INDIAN INPUTS TO IMPROVE COMPETIVENESS OF LOCAL AUTOMAKERS

KANWAL SALEEM
(feedback@pgeconomist.com)

Nov 28 - Dec 4, 20
11

The automobile industry, being the backbone of any economy, is often called the mother of all industries. The automobile industry is unique as it encompasses practically all available engineering technologies.

An automobile is an integrated product created through the hard work of a multitude of auto part manufacturers, who apply multiple technologies to create a synergistic whole.

Glass working, EDM, machining, molding, textile, plastics and many other technologies are used to produce the finished automobile, using all sorts of materials, from metals to rubbers, and from fibers to plastics.

Pakistan association of automotive parts & accessories manufacturers (Paapam) was formed in 1988 to represent the industry and provide technical and management support to its members. Paapam is now over two decades old and, over the years, this association has attained a certain level of maturity by becoming an indispensable and extremely effective link between the policymaking echelons in the government and the auto parts manufacturing industry.

The association achieved recognition from the government of Pakistan in 1999 and today it is represented on many government and semi-government NGOs and committees as well as private institutions by its members. Paapam is also a member of the federation of Pakistan chambers of commerce & industry (FPCCI).

With a registered membership base of over 278 "tier one" parts manufacturers out of over 1200 industries, Paapam has under its wings part makers of cars, motorcycles, tractors, trucks and buses, who represent multi-national companies of repute including Toyota, Honda, Suzuki, Hino, Nissan, Hyundai, etc. Investments in place in the industry now exceed US$1.5 billion.

Paapam's mission is to build a competitive edge in the local automotive parts industry by maximizing local content and by creating an environment, which is conducive to innovation and rapid modernization and in harmony with latest research and development. Paapam's vision is to emerge as a strategically viable indigenized source of supply of automotive parts through maximization of local content and by meeting the industry norms of quality, price, and delivery.

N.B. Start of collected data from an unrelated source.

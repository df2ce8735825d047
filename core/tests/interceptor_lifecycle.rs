use std::sync::Arc;
use std::time::Duration;

use netsnare_core::api::{Interceptor, InterceptorConfig};
use netsnare_core::host::recording::RecordingHost;
use netsnare_core::host::HostEvent;
use netsnare_core::intercept::encoding;
use netsnare_core::models::{BackgroundMessage, InterceptRule, RequestStage, RuleAction};
use netsnare_core::storage::{MemorySettingsStore, RULES_KEY};
use serde_json::{json, Value};
use tokio::sync::broadcast;

const EXTENSION_ID: &str = "netsnare-it";

async fn next_message<F>(rx: &mut broadcast::Receiver<BackgroundMessage>, mut pred: F) -> BackgroundMessage
where
    F: FnMut(&BackgroundMessage) -> bool,
{
    tokio::time::timeout(Duration::from_secs(2), async {
        loop {
            let message = rx.recv().await.expect("broadcast channel open");
            if pred(&message) {
                return message;
            }
        }
    })
    .await
    .expect("message arrives in time")
}

async fn wait_until<F: FnMut() -> bool>(mut cond: F) {
    tokio::time::timeout(Duration::from_secs(2), async {
        while !cond() {
            tokio::time::sleep(Duration::from_millis(10)).await;
        }
    })
    .await
    .expect("condition reached in time")
}

fn paused_event(request_id: &str, url: &str) -> Value {
    json!({
        "requestId": request_id,
        "request": {
            "url": url,
            "method": "POST",
            "headers": { "Content-Type": "application/json" },
            "postData": "{\"name\":\"ada\"}"
        },
        "resourceType": "Fetch"
    })
}

fn stored_rule() -> InterceptRule {
    let mut rule = InterceptRule::new(
        "Hold user writes",
        "*api.example.com/users*",
        RequestStage::Request,
        RuleAction::Pause,
    );
    rule.id = "hold-users".into();
    rule
}

fn interceptor(host: Arc<RecordingHost>, settings: Arc<MemorySettingsStore>) -> Interceptor {
    let config = InterceptorConfig::default()
        .with_extension_id(EXTENSION_ID)
        .with_event_capacity(64);
    Interceptor::new(config, host, settings)
}

#[tokio::test(flavor = "multi_thread", worker_threads = 2)]
async fn paused_request_round_trip() {
    let host = Arc::new(RecordingHost::new());
    let settings = Arc::new(MemorySettingsStore::new());
    settings.put_raw_rules(json!([serde_json::to_value(stored_rule()).unwrap()]));
    settings.put_raw_enabled(json!(true));

    let interceptor = interceptor(host.clone(), settings.clone());
    let mut rx = interceptor.subscribe();
    let (tx, host_events) = interceptor.host_channel();
    let pump = interceptor.start(host_events);
    let handler = interceptor.handler();

    let state = handler
        .handle_raw(Some(EXTENSION_ID), json!({ "type": "ATTACH_TAB", "tabId": 11 }))
        .await;
    assert!(state.enabled);
    assert_eq!(state.attached_tabs, vec![11]);
    assert_eq!(
        host.commands_for("Fetch.enable")[0].params,
        json!({ "patterns": [{ "urlPattern": "*api.example.com/users*", "requestStage": "Request" }] })
    );

    // Not matched: released untouched
    tx.send(HostEvent::request_paused(
        11,
        paused_event("req-other", "https://cdn.example.com/app.js"),
    ))
    .await
    .unwrap();

    tx.send(HostEvent::request_paused(
        11,
        paused_event("req-1", "https://api.example.com/users/1"),
    ))
    .await
    .unwrap();

    let paused = next_message(&mut rx, |m| matches!(m, BackgroundMessage::RequestPaused { .. })).await;
    let BackgroundMessage::RequestPaused { request } = paused else {
        unreachable!()
    };
    assert_eq!(request.request_id, "req-1");
    assert_eq!(request.rule_id, "hold-users");
    assert_eq!(request.post_data.as_deref(), Some("{\"name\":\"ada\"}"));
    assert_eq!(interceptor.state().get().paused_requests.len(), 1);

    let state = handler
        .handle_raw(
            Some(EXTENSION_ID),
            json!({
                "type": "RESOLVE_REQUEST",
                "requestId": "req-1",
                "tabId": 11,
                "resolution": {
                    "type": "continue",
                    "modifications": { "postData": "{\"name\":\"grace\"}" }
                }
            }),
        )
        .await;
    assert!(state.paused_requests.is_empty());

    next_message(&mut rx, |m| {
        matches!(m, BackgroundMessage::RequestResolved { request_id } if request_id == "req-1")
    })
    .await;

    let continued = host.commands_for("Fetch.continueRequest");
    let released = continued
        .iter()
        .find(|c| c.params["requestId"] == "req-1")
        .expect("req-1 released");
    assert_eq!(
        released.params,
        json!({ "requestId": "req-1", "postData": encoding::encode("{\"name\":\"grace\"}") })
    );
    wait_until(|| {
        host.commands_for("Fetch.continueRequest")
            .iter()
            .any(|c| c.params == json!({ "requestId": "req-other" }))
    })
    .await;

    // Closing the tab forgets it and tells the UI
    tx.send(HostEvent::TabRemoved { tab_id: 11 }).await.unwrap();
    let update = next_message(&mut rx, |m| {
        matches!(m, BackgroundMessage::StateUpdated { state } if state.attached_tabs.is_empty())
    })
    .await;
    assert!(matches!(update, BackgroundMessage::StateUpdated { .. }));

    drop(tx);
    tokio::time::timeout(Duration::from_secs(2), pump)
        .await
        .expect("pump stops when host closes")
        .unwrap();
}

#[tokio::test(flavor = "multi_thread", worker_threads = 2)]
async fn rule_edits_persist_and_resync_tabs() {
    let host = Arc::new(RecordingHost::new());
    let settings = Arc::new(MemorySettingsStore::new());
    let interceptor = interceptor(host.clone(), settings.clone());
    let (_tx, host_events) = interceptor.host_channel();
    let _pump = interceptor.start(host_events);
    let handler = interceptor.handler();

    handler
        .handle_raw(Some(EXTENSION_ID), json!({ "type": "ATTACH_TAB", "tabId": 2 }))
        .await;
    // No rules yet: catch everything at the request stage
    assert_eq!(
        host.commands_for("Fetch.enable")[0].params,
        json!({ "patterns": [{ "urlPattern": "*", "requestStage": "Request" }] })
    );
    host.clear_history();

    let rule = InterceptRule::new(
        "Mock flags",
        "*flags.json",
        RequestStage::Response,
        RuleAction::Pause,
    );
    let state = handler
        .handle_raw(
            Some(EXTENSION_ID),
            json!({ "type": "ADD_RULE", "rule": serde_json::to_value(&rule).unwrap() }),
        )
        .await;
    assert_eq!(state.rules, vec![rule.clone()]);

    let methods: Vec<_> = host.commands().into_iter().map(|c| c.method).collect();
    assert_eq!(methods, vec!["Fetch.disable", "Fetch.enable"]);
    assert_eq!(
        host.commands_for("Fetch.enable")[0].params,
        json!({ "patterns": [{ "urlPattern": "*flags.json", "requestStage": "Response" }] })
    );
    assert_eq!(
        settings.raw(RULES_KEY),
        Some(json!([serde_json::to_value(&rule).unwrap()]))
    );
}

#[tokio::test(flavor = "multi_thread", worker_threads = 2)]
async fn settings_survive_restart_in_sqlite() {
    let storage_dir = tempfile::tempdir().unwrap();
    let config = InterceptorConfig::default()
        .with_storage_path(storage_dir.path())
        .with_extension_id(EXTENSION_ID);

    {
        let interceptor = Interceptor::open(config.clone(), Arc::new(RecordingHost::new()))
            .expect("interceptor opens");
        let (_tx, host_events) = interceptor.host_channel();
        let _pump = interceptor.start(host_events);
        let state = interceptor
            .handler()
            .handle_raw(Some(EXTENSION_ID), json!({ "type": "SET_ENABLED", "enabled": true }))
            .await;
        assert!(state.enabled);
    }

    let interceptor =
        Interceptor::open(config, Arc::new(RecordingHost::new())).expect("interceptor reopens");
    let (_tx, host_events) = interceptor.host_channel();
    let _pump = interceptor.start(host_events);
    let state = interceptor
        .handler()
        .handle_raw(Some(EXTENSION_ID), json!({ "type": "GET_STATE" }))
        .await;
    assert!(state.enabled);
}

The representative of Paapam has urged the government to progressively open overall trade with India after experiencing the progress at each milestone.

"Paapam held intensive consultations amongst its 350 members, being vendors of parts & components for passenger cars, motorcycles, tractors, trucks and buses in Pakistan and submitted its recommendations to the commerce ministry in view of upcoming round of talks between Pakistan and India for liberalizing bilateral trade of automotive parts," he said.

Paapam proposed that, in the first phase, trade with India might be enlarged to allow for import of raw material, machinery and equipment, tools, consumables and technology as well as joint ventures. This will improve the competitiveness of our industry and after some years, trade may be further enlarged in the area of automotive parts. Paapam warned: "If trade in auto-parts is opened up with India, it is likely that the Indian manufacturers, using their domestic volume advantage, may dump their products into Pakistan at marginal costing. This would cause irreparable damage to our local industry, which is already suffering from rising cost of production, shortage of electricity, political/economic uncertainty, and devastating law-and-order situation."

Pakistani vendors, despite the relatively low volumes of vehicle manufacturing as compared to India, have developed unique capabilities in almost all engineering/automotive technologies through massive investments over the last 15 years.

Despite the various disadvantages with respect to lower volumes as well as rising cost of doing business in Pakistan, the vendors have been able to produce high-quality parts approved by the global original equipment manufacturers (OEMs) operating in Pakistan.

At the same time, the cost of local parts is highly competitive, due to which the prices of vehicles in Pakistan (net of taxes) are lower or comparable with those in India and China. The facilities that have been set up by Pakistani vendors are of global standards.

Most of the vendors are certified under ISO 9001, QS 9000, and TS 16949 Standards and meet the test criteria requirements under Japanese inspection standards (JIS). The investments that have been made by vendors are mainly in the areas of sheet metal pressing, forging, plastic injection & blow molding, rubber molding & extrusion, steel & aluminum castings etc.

Currently, there is a long list of parts that are being locally manufactured: plastic bumpers, grills, instrument panels, seats, steering wheels, tyres, wheel rims, carpets, seatbelts, rubber seals, air conditioners, wiring harnesses, radiators, steel floor, complete doors, side view mirrors, sun visors, mufflers, motorcycle & tractor engine parts, forging & casting parts and so forth.

The Pak auto industry is fully documented and one of the top five contributors to the national exchequer. It creates employment for over 200,000 skilled workers and has been able to attract foreign investment and technology transfers from leading global vehicles manufacturers such as Suzuki, Toyota, Honda, Hyundai for passenger cars such as Honda, Suzuki and Yamaha for motorcycles; Massey Ferguson, Fiat and John Deer for tractors; and Hino, Nissan, Isuzu, Daewoo and FAW for heavy vehicles. Therefore, interest of local auto industry needs to be safeguarded while opening trade with India.